[Data items]
_ _ _ _
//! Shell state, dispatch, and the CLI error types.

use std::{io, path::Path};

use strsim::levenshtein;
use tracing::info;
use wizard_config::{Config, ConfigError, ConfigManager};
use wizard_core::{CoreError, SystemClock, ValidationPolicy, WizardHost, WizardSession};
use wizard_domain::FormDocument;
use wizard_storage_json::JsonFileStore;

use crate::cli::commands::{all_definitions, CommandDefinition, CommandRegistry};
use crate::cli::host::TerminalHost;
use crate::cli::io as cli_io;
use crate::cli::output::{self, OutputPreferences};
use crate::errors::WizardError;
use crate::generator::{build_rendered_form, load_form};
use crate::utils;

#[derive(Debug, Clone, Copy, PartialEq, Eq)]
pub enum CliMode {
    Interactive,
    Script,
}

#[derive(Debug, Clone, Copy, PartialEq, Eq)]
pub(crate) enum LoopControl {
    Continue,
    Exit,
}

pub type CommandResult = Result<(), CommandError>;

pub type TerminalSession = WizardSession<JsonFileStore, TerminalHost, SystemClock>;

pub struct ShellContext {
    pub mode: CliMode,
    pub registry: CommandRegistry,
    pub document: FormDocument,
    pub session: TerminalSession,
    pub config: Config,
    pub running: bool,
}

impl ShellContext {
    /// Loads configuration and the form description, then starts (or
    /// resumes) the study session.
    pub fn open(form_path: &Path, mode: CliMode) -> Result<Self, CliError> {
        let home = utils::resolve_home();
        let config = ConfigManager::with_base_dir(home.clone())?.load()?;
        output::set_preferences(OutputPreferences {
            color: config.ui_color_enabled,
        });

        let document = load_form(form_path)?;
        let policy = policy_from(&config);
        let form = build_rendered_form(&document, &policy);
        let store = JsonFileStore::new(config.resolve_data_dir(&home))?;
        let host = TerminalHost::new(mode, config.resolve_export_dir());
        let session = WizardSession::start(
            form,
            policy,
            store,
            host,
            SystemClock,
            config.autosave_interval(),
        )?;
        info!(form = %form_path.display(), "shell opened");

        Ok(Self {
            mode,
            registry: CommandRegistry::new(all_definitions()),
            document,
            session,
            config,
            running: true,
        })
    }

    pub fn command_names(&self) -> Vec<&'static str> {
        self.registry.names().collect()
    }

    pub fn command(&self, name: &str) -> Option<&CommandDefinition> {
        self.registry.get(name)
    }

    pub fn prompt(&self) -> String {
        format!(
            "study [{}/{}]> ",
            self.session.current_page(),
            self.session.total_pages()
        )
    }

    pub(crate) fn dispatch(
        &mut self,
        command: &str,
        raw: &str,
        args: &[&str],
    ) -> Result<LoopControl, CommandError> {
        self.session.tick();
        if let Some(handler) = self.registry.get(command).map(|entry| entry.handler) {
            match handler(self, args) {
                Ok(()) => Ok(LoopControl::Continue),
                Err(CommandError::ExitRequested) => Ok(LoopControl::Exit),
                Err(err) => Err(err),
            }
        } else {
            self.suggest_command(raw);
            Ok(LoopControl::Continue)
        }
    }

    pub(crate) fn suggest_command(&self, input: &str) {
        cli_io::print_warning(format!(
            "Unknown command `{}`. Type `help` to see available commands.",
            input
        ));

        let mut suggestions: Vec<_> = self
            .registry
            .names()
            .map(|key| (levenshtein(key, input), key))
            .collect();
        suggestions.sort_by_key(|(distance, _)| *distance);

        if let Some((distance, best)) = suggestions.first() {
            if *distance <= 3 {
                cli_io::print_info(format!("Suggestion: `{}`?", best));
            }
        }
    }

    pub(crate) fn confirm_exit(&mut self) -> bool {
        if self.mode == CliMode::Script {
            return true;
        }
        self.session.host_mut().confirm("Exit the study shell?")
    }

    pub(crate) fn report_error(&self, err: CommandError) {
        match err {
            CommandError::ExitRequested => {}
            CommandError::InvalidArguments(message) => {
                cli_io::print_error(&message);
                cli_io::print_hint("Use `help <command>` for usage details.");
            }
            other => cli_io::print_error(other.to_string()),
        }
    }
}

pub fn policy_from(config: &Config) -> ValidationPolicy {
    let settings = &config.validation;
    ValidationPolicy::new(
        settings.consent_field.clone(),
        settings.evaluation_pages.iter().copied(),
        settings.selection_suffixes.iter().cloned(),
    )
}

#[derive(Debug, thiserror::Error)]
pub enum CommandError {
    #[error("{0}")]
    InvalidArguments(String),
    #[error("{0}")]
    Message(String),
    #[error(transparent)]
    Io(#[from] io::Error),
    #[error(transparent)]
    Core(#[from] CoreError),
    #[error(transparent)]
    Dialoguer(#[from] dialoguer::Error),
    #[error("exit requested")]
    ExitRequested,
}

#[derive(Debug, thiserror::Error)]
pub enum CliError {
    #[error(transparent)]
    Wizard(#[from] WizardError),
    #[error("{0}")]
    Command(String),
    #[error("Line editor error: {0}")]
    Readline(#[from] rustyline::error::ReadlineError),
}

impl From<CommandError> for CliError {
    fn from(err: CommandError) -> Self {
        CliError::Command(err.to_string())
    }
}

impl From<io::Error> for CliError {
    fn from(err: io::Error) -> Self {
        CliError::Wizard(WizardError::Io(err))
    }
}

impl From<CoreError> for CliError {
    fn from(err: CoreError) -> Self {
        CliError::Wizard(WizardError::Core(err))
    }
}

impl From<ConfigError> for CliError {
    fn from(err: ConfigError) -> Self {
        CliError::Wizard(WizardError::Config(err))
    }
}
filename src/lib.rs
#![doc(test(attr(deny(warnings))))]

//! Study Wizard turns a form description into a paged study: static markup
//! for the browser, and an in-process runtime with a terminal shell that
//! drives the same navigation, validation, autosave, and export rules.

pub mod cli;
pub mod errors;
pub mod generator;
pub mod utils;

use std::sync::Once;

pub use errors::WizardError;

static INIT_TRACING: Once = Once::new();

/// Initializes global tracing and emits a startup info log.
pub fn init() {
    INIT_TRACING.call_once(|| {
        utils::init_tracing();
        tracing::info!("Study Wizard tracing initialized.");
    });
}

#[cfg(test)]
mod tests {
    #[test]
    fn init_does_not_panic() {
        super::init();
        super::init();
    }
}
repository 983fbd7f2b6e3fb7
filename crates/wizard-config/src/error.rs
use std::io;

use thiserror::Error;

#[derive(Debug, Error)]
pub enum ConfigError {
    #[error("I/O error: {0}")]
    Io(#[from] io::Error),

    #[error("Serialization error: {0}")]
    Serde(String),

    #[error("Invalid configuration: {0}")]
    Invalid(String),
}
_ _ _ _
- ACTIVITY
Each record above, in full: retype it verbatim.

- RESULT FOR THIS TASK
//! Shell state, dispatch, and the CLI error types.

use std::{io, path::Path};

use strsim::levenshtein;
use tracing::info;
use wizard_config::{Config, ConfigError, ConfigManager};
use wizard_core::{CoreError, SystemClock, ValidationPolicy, WizardHost, WizardSession};
use wizard_domain::FormDocument;
use wizard_storage_json::JsonFileStore;

use crate::cli::commands::{all_definitions, CommandDefinition, CommandRegistry};
use crate::cli::host::TerminalHost;
use crate::cli::io as cli_io;
use crate::cli::output::{self, OutputPreferences};
use crate::errors::WizardError;
use crate::generator::{build_rendered_form, load_form};
use crate::utils;

#[derive(Debug, Clone, Copy, PartialEq, Eq)]
pub enum CliMode {
    Interactive,
    Script,
}

#[derive(Debug, Clone, Copy, PartialEq, Eq)]
pub(crate) enum LoopControl {
    Continue,
    Exit,
}

pub type CommandResult = Result<(), CommandError>;

pub type TerminalSession = WizardSession<JsonFileStore, TerminalHost, SystemClock>;

pub struct ShellContext {
    pub mode: CliMode,
    pub registry: CommandRegistry,
    pub document: FormDocument,
    pub session: TerminalSession,
    pub config: Config,
    pub running: bool,
}

impl ShellContext {
    /// Loads configuration and the form description, then starts (or
    /// resumes) the study session.
    pub fn open(form_path: &Path, mode: CliMode) -> Result<Self, CliError> {
        let home = utils::resolve_home();
        let config = ConfigManager::with_base_dir(home.clone())?.load()?;
        output::set_preferences(OutputPreferences {
            color: config.ui_color_enabled,
        });

        let document = load_form(form_path)?;
        let policy = policy_from(&config);
        let form = build_rendered_form(&document, &policy);
        let store = JsonFileStore::new(config.resolve_data_dir(&home))?;
        let host = TerminalHost::new(mode, config.resolve_export_dir());
        let session = WizardSession::start(
            form,
            policy,
            store,
            host,
            SystemClock,
            config.autosave_interval(),
        )?;
        info!(form = %form_path.display(), "shell opened");

        Ok(Self {
            mode,
            registry: CommandRegistry::new(all_definitions()),
            document,
            session,
            config,
            running: true,
        })
    }

    pub fn command_names(&self) -> Vec<&'static str> {
        self.registry.names().collect()
    }

    pub fn command(&self, name: &str) -> Option<&CommandDefinition> {
        self.registry.get(name)
    }

    pub fn prompt(&self) -> String {
        format!(
            "study [{}/{}]> ",
            self.session.current_page(),
            self.session.total_pages()
        )
    }

    pub(crate) fn dispatch(
        &mut self,
        command: &str,
        raw: &str,
        args: &[&str],
    ) -> Result<LoopControl, CommandError> {
        self.session.tick();
        if let Some(handler) = self.registry.get(command).map(|entry| entry.handler) {
            match handler(self, args) {
                Ok(()) => Ok(LoopControl::Continue),
                Err(CommandError::ExitRequested) => Ok(LoopControl::Exit),
                Err(err) => Err(err),
            }
        } else {
            self.suggest_command(raw);
            Ok(LoopControl::Continue)
        }
    }

    pub(crate) fn suggest_command(&self, input: &str) {
        cli_io::print_warning(format!(
            "Unknown command `{}`. Type `help` to see available commands.",
            input
        ));

        let mut suggestions: Vec<_> = self
            .registry
            .names()
            .map(|key| (levenshtein(key, input), key))
            .collect();
        suggestions.sort_by_key(|(distance, _)| *distance);

        if let Some((distance, best)) = suggestions.first() {
            if *distance <= 3 {
                cli_io::print_info(format!("Suggestion: `{}`?", best));
            }
        }
    }

    pub(crate) fn confirm_exit(&mut self) -> bool {
        if self.mode == CliMode::Script {
            return true;
        }
        self.session.host_mut().confirm("Exit the study shell?")
    }

    pub(crate) fn report_error(&self, err: CommandError) {
        match err {
            CommandError::ExitRequested => {}
            CommandError::InvalidArguments(message) => {
                cli_io::print_error(&message);
                cli_io::print_hint("Use `help <command>` for usage details.");
            }
            other => cli_io::print_error(other.to_string()),
        }
    }
}

pub fn policy_from(config: &Config) -> ValidationPolicy {
    let settings = &config.validation;
    ValidationPolicy::new(
        settings.consent_field.clone(),
        settings.evaluation_pages.iter().copied(),
        settings.selection_suffixes.iter().cloned(),
    )
}

#[derive(Debug, thiserror::Error)]
pub enum CommandError {
    #[error("{0}")]
    InvalidArguments(String),
    #[error("{0}")]
    Message(String),
    #[error(transparent)]
    Io(#[from] io::Error),
    #[error(transparent)]
    Core(#[from] CoreError),
    #[error(transparent)]
    Dialoguer(#[from] dialoguer::Error),
    #[error("exit requested")]
    ExitRequested,
}

#[derive(Debug, thiserror::Error)]
pub enum CliError {
    #[error(transparent)]
    Wizard(#[from] WizardError),
    #[error("{0}")]
    Command(String),
    #[error("Line editor error: {0}")]
    Readline(#[from] rustyline::error::ReadlineError),
}

impl From<CommandError> for CliError {
    fn from(err: CommandError) -> Self {
        CliError::Command(err.to_string())
    }
}

impl From<io::Error> for CliError {
    fn from(err: io::Error) -> Self {
        CliError::Wizard(WizardError::Io(err))
    }
}

impl From<CoreError> for CliError {
    fn from(err: CoreError) -> Self {
        CliError::Wizard(WizardError::Core(err))
    }
}

impl From<ConfigError> for CliError {
    fn from(err: ConfigError) -> Self {
        CliError::Wizard(WizardError::Config(err))
    }
}
filename src/lib.rs
#![doc(test(attr(deny(warnings))))]

//! Study Wizard turns a form description into a paged study: static markup
//! for the browser, and an in-process runtime with a terminal shell that
//! drives the same navigation, validation, autosave, and export rules.

pub mod cli;
pub mod errors;
pub mod generator;
pub mod utils;

use std::sync::Once;

pub use errors::WizardError;

static INIT_TRACING: Once = Once::new();

/// Initializes global tracing and emits a startup info log.
pub fn init() {
    INIT_TRACING.call_once(|| {
        utils::init_tracing();
        tracing::info!("Study Wizard tracing initialized.");
    });
}

#[cfg(test)]
mod tests {
    #[test]
    fn init_does_not_panic() {
        super::init();
        super::init();
    }
}
repository 983fbd7f2b6e3fb7
filename crates/wizard-config/src/error.rs
use std::io;

use thiserror::Error;

#[derive(Debug, Error)]
pub enum ConfigError {
    #[error("I/O error: {0}")]
    Io(#[from] io::Error),

    #[error("Serialization error: {0}")]
    Serde(String),

    #[error("Invalid configuration: {0}")]
    Invalid(String),
}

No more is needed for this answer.